Bioelectromagnetism

Bioelectromagnetism (sometimes equated with bioelectricity) refers to the electrical, magnetic or electromagnetic fields produced by living cells, tissues or organisms. Examples include the cell membrane potential and the electric currents that flow in nerves and muscles, as a result of action potentials. ‘Bioelectromagnetism‘ is somewhat similar to bioelectromagnetics, which deals with the effect on life from external electromagnetism; yet such an effect also falls under the definition of ‘bioelectromagnetism‘.

Description

Biological cells use bioelectricity to store metabolic energy, to do work or trigger internal changes, and to signal one another. Bioelectromagnetism is the electric current produced by action potentials along with the magnetic fields they generate through the phenomenon of electromagnetism.

Biological organisms show extreme sensitivity for external EM signs, as the new branch of science, bioelectromagnetism has discovered.
Bioelectromagnetism is studied primarily through the techniques of electrophysiology. In the late eighteenth century, the Italian physician and physicist _Luigi Galvani_ first recorded the phenomenon while dissecting a frog at a table where he had been conducting experiments with static electricity. Galvani coined the term _animal electricity_ to describe the phenomenon, while contemporaries labeled it galvanism. Galvani and contemporaries regarded muscle activation as resulting from an electrical fluid or substance in the nerves.

Bioelectromagnetism is an aspect of all living things, including all plants and animals.
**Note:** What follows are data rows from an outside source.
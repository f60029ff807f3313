//! Type identities
//!
//! A [`TypeKey`] is what producers bind to and consumers ask for. It wraps the
//! Rust [`TypeId`] of the payload together with two optional qualifiers:
//!
//! - a **group discriminator** describing the request shape (a sequence of
//!   every produced value, or a map keyed by scope name)
//! - a **scope qualifier** naming the scope a per-scope value belongs to

use std::any::TypeId;
use std::cmp::Ordering;
use std::fmt;
use std::hash::{Hash, Hasher};

use crate::constants::{BY_SCOPE_PREFIX, PATH_SEPARATOR, SCOPE_QUALIFIER_SEPARATOR};

/// Runtime identity of a Rust type.
///
/// Equality and hashing use the [`TypeId`] only; the name is kept for
/// diagnostics.
#[derive(Clone, Copy)]
pub struct TypeInfo {
    id: TypeId,
    name: &'static str,
}

impl TypeInfo {
    /// Identity of `T`
    pub fn of<T: ?Sized + 'static>() -> Self {
        Self {
            id: TypeId::of::<T>(),
            name: std::any::type_name::<T>(),
        }
    }

    /// The underlying `TypeId`
    pub fn id(&self) -> TypeId {
        self.id
    }

    /// Fully qualified type name
    pub fn name(&self) -> &'static str {
        self.name
    }

    /// Type name with module paths stripped (`alloc::vec::Vec<app::Command>` -> `Vec<Command>`)
    pub fn short_name(&self) -> String {
        strip_paths(self.name)
    }
}

impl PartialEq for TypeInfo {
    fn eq(&self, other: &Self) -> bool {
        self.id == other.id
    }
}

impl Eq for TypeInfo {}

impl Hash for TypeInfo {
    fn hash<H: Hasher>(&self, state: &mut H) {
        self.id.hash(state);
    }
}

impl PartialOrd for TypeInfo {
    fn partial_cmp(&self, other: &Self) -> Option<Ordering> {
        Some(self.cmp(other))
    }
}

impl Ord for TypeInfo {
    fn cmp(&self, other: &Self) -> Ordering {
        self.name.cmp(other.name).then_with(|| self.id.cmp(&other.id))
    }
}

impl fmt::Debug for TypeInfo {
    fn fmt(&self, f: &mut fmt::Formatter<'_>) -> fmt::Result {
        f.write_str(self.name)
    }
}

impl fmt::Display for TypeInfo {
    fn fmt(&self, f: &mut fmt::Formatter<'_>) -> fmt::Result {
        f.write_str(&self.short_name())
    }
}

/// Request shape of a grouped key
#[derive(Debug, Clone, Copy, PartialEq, Eq, Hash, PartialOrd, Ord)]
pub enum Group {
    /// Every value produced for the type, in deterministic order
    Sequence,
    /// One value per scope, keyed by scope name
    ByScope,
}

/// Identity used to bind producers to consumers
#[derive(Debug, Clone, PartialEq, Eq, Hash)]
pub struct TypeKey {
    ty: TypeInfo,
    scope: Option<String>,
    group: Option<Group>,
}

impl TypeKey {
    /// Bare key for `ty`
    pub fn new(ty: TypeInfo) -> Self {
        Self {
            ty,
            scope: None,
            group: None,
        }
    }

    /// Bare key for `T`
    pub fn of<T: ?Sized + 'static>() -> Self {
        Self::new(TypeInfo::of::<T>())
    }

    /// Key requesting every value produced for `ty`
    pub fn sequence(ty: TypeInfo) -> Self {
        Self::grouped(ty, Group::Sequence)
    }

    /// Key requesting one value of `ty` per scope
    pub fn by_scope(ty: TypeInfo) -> Self {
        Self::grouped(ty, Group::ByScope)
    }

    /// Key with the given request shape
    pub fn grouped(ty: TypeInfo, group: Group) -> Self {
        Self {
            ty,
            scope: None,
            group: Some(group),
        }
    }

    /// Qualify the key with a scope name
    #[must_use]
    pub fn in_scope(mut self, scope: impl Into<String>) -> Self {
        self.scope = Some(scope.into());
        self
    }

    /// Payload type
    pub fn ty(&self) -> TypeInfo {
        self.ty
    }

    /// Scope qualifier, if any
    pub fn scope(&self) -> Option<&str> {
        self.scope.as_deref()
    }

    /// Group discriminator, if any
    pub fn group(&self) -> Option<Group> {
        self.group
    }

    /// True when the key carries neither a group nor a scope qualifier
    pub fn is_bare(&self) -> bool {
        self.group.is_none() && self.scope.is_none()
    }

    /// The same payload type with both qualifiers removed
    #[must_use]
    pub fn bare(&self) -> Self {
        Self::new(self.ty)
    }
}

impl PartialOrd for TypeKey {
    fn partial_cmp(&self, other: &Self) -> Option<Ordering> {
        Some(self.cmp(other))
    }
}

impl Ord for TypeKey {
    fn cmp(&self, other: &Self) -> Ordering {
        self.ty
            .cmp(&other.ty)
            .then_with(|| self.group.cmp(&other.group))
            .then_with(|| self.scope.cmp(&other.scope))
    }
}

impl fmt::Display for TypeKey {
    fn fmt(&self, f: &mut fmt::Formatter<'_>) -> fmt::Result {
        match self.group {
            None => write!(f, "{}", self.ty)?,
            Some(Group::Sequence) => write!(f, "[{}]", self.ty)?,
            Some(Group::ByScope) => write!(f, "{BY_SCOPE_PREFIX}{}", self.ty)?,
        }
        if let Some(scope) = &self.scope {
            write!(f, "{SCOPE_QUALIFIER_SEPARATOR}{scope}")?;
        }
        Ok(())
    }
}

fn strip_paths(name: &str) -> String {
    let mut out = String::with_capacity(name.len());
    let mut segment = String::new();
    for c in name.chars() {
        if c.is_alphanumeric() || c == '_' || c == ':' {
            segment.push(c);
        } else {
            out.push_str(last_segment(&segment));
            segment.clear();
            out.push(c);
        }
    }
    out.push_str(last_segment(&segment));
    out
}

fn last_segment(path: &str) -> &str {
    path.rsplit(PATH_SEPARATOR).next().unwrap_or(path)
}
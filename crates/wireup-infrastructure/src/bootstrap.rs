//! Container bootstrap
//!
//! Builds containers whose options come from configuration rather than code.

use tracing::debug;
use wireup_container::Container;
use wireup_domain::Result;

use crate::config::{AppConfig, ConfigLoader};
use crate::logging::init_logging;

/// Empty container carrying the configured options
pub fn container_from_config(config: &AppConfig) -> Container {
    debug!(
        debug = config.container.debug,
        report_format = ?config.container.report_format,
        "Container configured"
    );
    Container::new().with_options(config.container.clone())
}

/// Load configuration, install logging and return a configured container
pub fn init(loader: &ConfigLoader) -> Result<(AppConfig, Container)> {
    let config = loader.load()?;
    init_logging(&config.logging)?;
    let container = container_from_config(&config);
    Ok((config, container))
}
Some animals have acute bioelectric sensors, and others, such as migratory birds, are believed to navigate in part by orienteering with respect to the Earth’s magnetic field. Also, sharks are more sensitive to local interaction in electromagnetic fields than most humans. Other animals, such as the electric eel, are able to generate large electric fields outside their bodies.
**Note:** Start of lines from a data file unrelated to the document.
//! Debug reports

use wireup_container::{ContainerOptions, Many, NodeKind, PerScope, ReportFormat};

use crate::fixtures::{Command, Handler, KeeperB, app};

#[test]
fn test_dry_run_report_describes_plan() {
    let report = app()
        .report(|_: Many<Command>, _: PerScope<Handler>, _: KeeperB| {})
        .unwrap();

    assert_eq!(report.scopes, vec!["a".to_string(), "b".to_string()]);
    assert!(report.nodes.iter().any(|node| node.kind == NodeKind::Sequence));
    assert!(report.nodes.iter().any(|node| node.kind == NodeKind::ByScope));

    let entry = report.plan.last().unwrap();
    assert_eq!(
        report.nodes[entry.node.0].kind,
        NodeKind::Entry,
        "the entry runs last"
    );
    let store_keys: Vec<_> = report
        .plan
        .iter()
        .filter(|instance| instance.location.contains("provide_kv_store_key"))
        .map(|instance| instance.scope.clone())
        .collect();
    assert_eq!(
        store_keys,
        vec![Some("a".to_string()), Some("b".to_string())]
    );
}

#[test]
fn test_report_renders_text_and_json() {
    let report = app().report(|_: KeeperB| {}).unwrap();

    let text = report.to_string();
    assert!(text.starts_with("scopes: a, b"));
    assert!(text.contains("plan:"));

    let json: serde_json::Value = serde_json::from_str(&report.to_json().unwrap()).unwrap();
    assert!(json["nodes"].is_array());
    assert!(json["order"].is_array());
}

#[test]
fn test_debug_run_keeps_last_report() {
    let container = app().with_options(ContainerOptions {
        debug: true,
        report_format: ReportFormat::Json,
    });
    assert!(container.last_report().is_none());
    container.run(|_: KeeperB| {}).unwrap();
    assert!(container.last_report().is_some());
}

#[test]
fn test_report_is_not_kept_without_debug() {
    let container = app();
    container.run(|_: KeeperB| {}).unwrap();
    assert!(container.last_report().is_none());
}
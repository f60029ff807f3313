//! # Infrastructure Layer
//!
//! Cross-cutting technical concerns around the container engine.
//!
//! ### Configuration
//! | Module | Description |
//! |--------|-------------|
//! | [`config`] | TOML and environment configuration through figment |
//! | [`constants`] | Centralized configuration constants |
//! | [`bootstrap`] | Containers built from loaded configuration |
//!
//! ### Observability
//! | Module | Description |
//! |--------|-------------|
//! | [`logging`] | Structured logging with tracing |
//!
//! ### Errors
//! | Module | Description |
//! |--------|-------------|
//! | [`error_ext`] | Context extension for foreign errors |

pub mod bootstrap;
pub mod config;
pub mod constants;
pub mod error_ext;
pub mod logging;

pub use config::{AppConfig, ConfigLoader, LoggingConfig};
pub use error_ext::ErrorContext;
//! Container options

use serde::{Deserialize, Serialize};

use crate::debug::ReportFormat;

/// Behaviour switches of a [`Container`](crate::Container)
#[derive(Debug, Clone, Default, PartialEq, Eq, Serialize, Deserialize)]
#[serde(default)]
pub struct ContainerOptions {
    /// Produce and log a debug report on every run
    pub debug: bool,
    /// Rendering of the logged debug report
    pub report_format: ReportFormat,
}
//! Tagged values
//!
//! Constructors exchange values as an ordered list of [`Value`]s. Payloads are
//! type-erased behind `Arc<dyn Any>` so the container can share one produced
//! value with every dependent without cloning the payload itself.

use std::any::Any;
use std::collections::BTreeMap;
use std::fmt;
use std::sync::Arc;

use crate::error::{Error, Result};
use crate::key::TypeInfo;

/// A type-erased, shareable payload
pub type Instance = Arc<dyn Any + Send + Sync>;

/// Downcast an instance to a concrete, cloneable type
pub fn downcast<T: Clone + 'static>(instance: &Instance) -> Result<T> {
    (**instance).downcast_ref::<T>().cloned().ok_or_else(|| {
        Error::internal(format!("value is not a {}", TypeInfo::of::<T>().short_name()))
    })
}

/// A value produced for, or delivered to, one constructor slot
#[derive(Clone)]
pub enum Value {
    /// A single payload
    One(Instance),
    /// Every payload of an auto-grouped type, or one provider's contribution to it
    Many(Vec<Instance>),
    /// One payload per scope, keyed by scope name
    ByScope(BTreeMap<String, Instance>),
    /// Field values of a struct-args slot, in field order
    Fields(Vec<Value>),
}

impl Value {
    /// Wrap a single payload
    pub fn one<T: Any + Send + Sync>(value: T) -> Self {
        Self::One(Arc::new(value))
    }

    /// Wrap several payloads
    pub fn many<T, I>(values: I) -> Self
    where
        T: Any + Send + Sync,
        I: IntoIterator<Item = T>,
    {
        Self::Many(
            values
                .into_iter()
                .map(|value| Arc::new(value) as Instance)
                .collect(),
        )
    }

    /// Name of the value's shape, for diagnostics
    pub fn shape(&self) -> &'static str {
        match self {
            Self::One(_) => "one",
            Self::Many(_) => "many",
            Self::ByScope(_) => "by_scope",
            Self::Fields(_) => "fields",
        }
    }

    /// Extract a single payload
    pub fn into_one<T: Clone + 'static>(self) -> Result<T> {
        match self {
            Self::One(instance) => downcast(&instance),
            other => Err(shape_mismatch("one", &other)),
        }
    }

    /// Extract a sequence of payloads
    pub fn into_many<T: Clone + 'static>(self) -> Result<Vec<T>> {
        match self {
            Self::Many(instances) => instances.iter().map(downcast).collect(),
            other => Err(shape_mismatch("many", &other)),
        }
    }

    /// Extract a scope-keyed map of payloads
    pub fn into_by_scope<T: Clone + 'static>(self) -> Result<BTreeMap<String, T>> {
        match self {
            Self::ByScope(instances) => instances
                .iter()
                .map(|(scope, instance)| Ok((scope.clone(), downcast(instance)?)))
                .collect(),
            other => Err(shape_mismatch("by_scope", &other)),
        }
    }

    /// Extract struct-args field values
    pub fn into_fields(self) -> Result<Vec<Value>> {
        match self {
            Self::Fields(values) => Ok(values),
            other => Err(shape_mismatch("fields", &other)),
        }
    }
}

impl fmt::Debug for Value {
    fn fmt(&self, f: &mut fmt::Formatter<'_>) -> fmt::Result {
        match self {
            Self::One(_) => f.write_str("One(..)"),
            Self::Many(instances) => write!(f, "Many(len={})", instances.len()),
            Self::ByScope(instances) => f
                .debug_tuple("ByScope")
                .field(&instances.keys().collect::<Vec<_>>())
                .finish(),
            Self::Fields(values) => f.debug_tuple("Fields").field(values).finish(),
        }
    }
}

fn shape_mismatch(expected: &str, actual: &Value) -> Error {
    Error::internal(format!(
        "expected a value of shape {expected}, found {}",
        actual.shape()
    ))
}
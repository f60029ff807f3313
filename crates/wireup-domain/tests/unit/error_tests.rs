//! Unit tests for domain error types

use wireup_domain::{Error, ErrorKind, Location, TypeKey};

#[test]
fn test_cyclic_dependency_display() {
    let error = Error::CyclicDependency {
        path: vec![
            TypeKey::of::<i32>(),
            TypeKey::of::<f64>(),
            TypeKey::of::<i32>(),
        ],
    };
    assert_eq!(error.to_string(), "cyclic dependency: i32 → f64 → i32");
    assert_eq!(error.kind(), ErrorKind::CyclicDependency);
}

#[test]
fn test_unresolved_dependency_names_key_and_consumer() {
    let error = Error::UnresolvedDependency {
        key: TypeKey::of::<f32>(),
        consumer: Location::new("provide_i32"),
    };
    assert_eq!(
        error.to_string(),
        "unresolved dependency f32 required by provide_i32"
    );
}

#[test]
fn test_ambiguous_binding_lists_candidates() {
    let error = Error::AmbiguousBinding {
        key: TypeKey::of::<String>(),
        consumer: Location::new("entry"),
        candidates: vec![Location::new("a"), Location::new("b")],
    };
    assert_eq!(
        error.to_string(),
        "ambiguous binding for String required by entry: candidates a, b"
    );
}

#[test]
fn test_constructor_failure_keeps_source() {
    let error = Error::constructor_failure(Location::new("provide"), "boom");
    match &error {
        Error::ConstructorFailure { location, source } => {
            assert_eq!(location.name(), "provide");
            assert_eq!(source.to_string(), "boom");
        }
        _ => panic!("Expected ConstructorFailure error"),
    }
    assert!(std::error::Error::source(&error).is_some());
}

#[test]
fn test_forced_error() {
    let error = Error::forced("stop");
    assert_eq!(error.kind(), ErrorKind::ForcedError);
    assert_eq!(error.to_string(), "run aborted: stop");
}

#[test]
fn test_configuration_error() {
    let error = Error::configuration("bad level");
    match error {
        Error::Configuration { message, source } => {
            assert_eq!(message, "bad level");
            assert!(source.is_none());
        }
        _ => panic!("Expected Configuration error"),
    }
}

#[test]
fn test_io_error_with_source() {
    let io = std::io::Error::new(std::io::ErrorKind::NotFound, "missing");
    let error = Error::io_with_source("read wireup.toml", io);
    assert_eq!(error.kind(), ErrorKind::Io);
    assert!(std::error::Error::source(&error).is_some());
}

#[test]
fn test_policy_mismatch_error() {
    let error = Error::policy_mismatch(
        TypeKey::of::<u8>(),
        Location::new("consumer"),
        "a sequence was requested but u8 is unique",
    );
    assert_eq!(error.kind(), ErrorKind::PolicyMismatch);
    assert!(error.to_string().contains("u8 is unique"));
}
In the life sciences, biomedical engineering uses concepts of circuit theory, molecular biology, pharmacology, and bioelectricity. Bioelectromagnetism is associated with biorhythms and chronobiology. Biofeedback is used in physiology and psychology to monitor rhythmic cycles of physical, mental, and emotional characteristics and as a technique for teaching the control of bioelectric functions. Bioelectromagnetism is also used in certain touch screen technologies that don’t actually rely on “touch” but rather on recognizing the electromagnetic waves of body (e.g. the finger) when it comes close to the screen.

Bioelectromagnetism involves the interaction of ions. There are multiple categories of Bioelectromagnetism such as brainwaves, myoelectricity (e.g., heart-muscle phenomena), and other related subdivisions of the same general bioelectromagnetic phenomena. One such phenomenon is a brainwave, which neurophysiology studies, where bioelectromagnetic fluctuations of voltage between parts of the cerebral cortex are detectable with an electroencephalograph. This is primarily studied in the brain by way of electroencephalograms.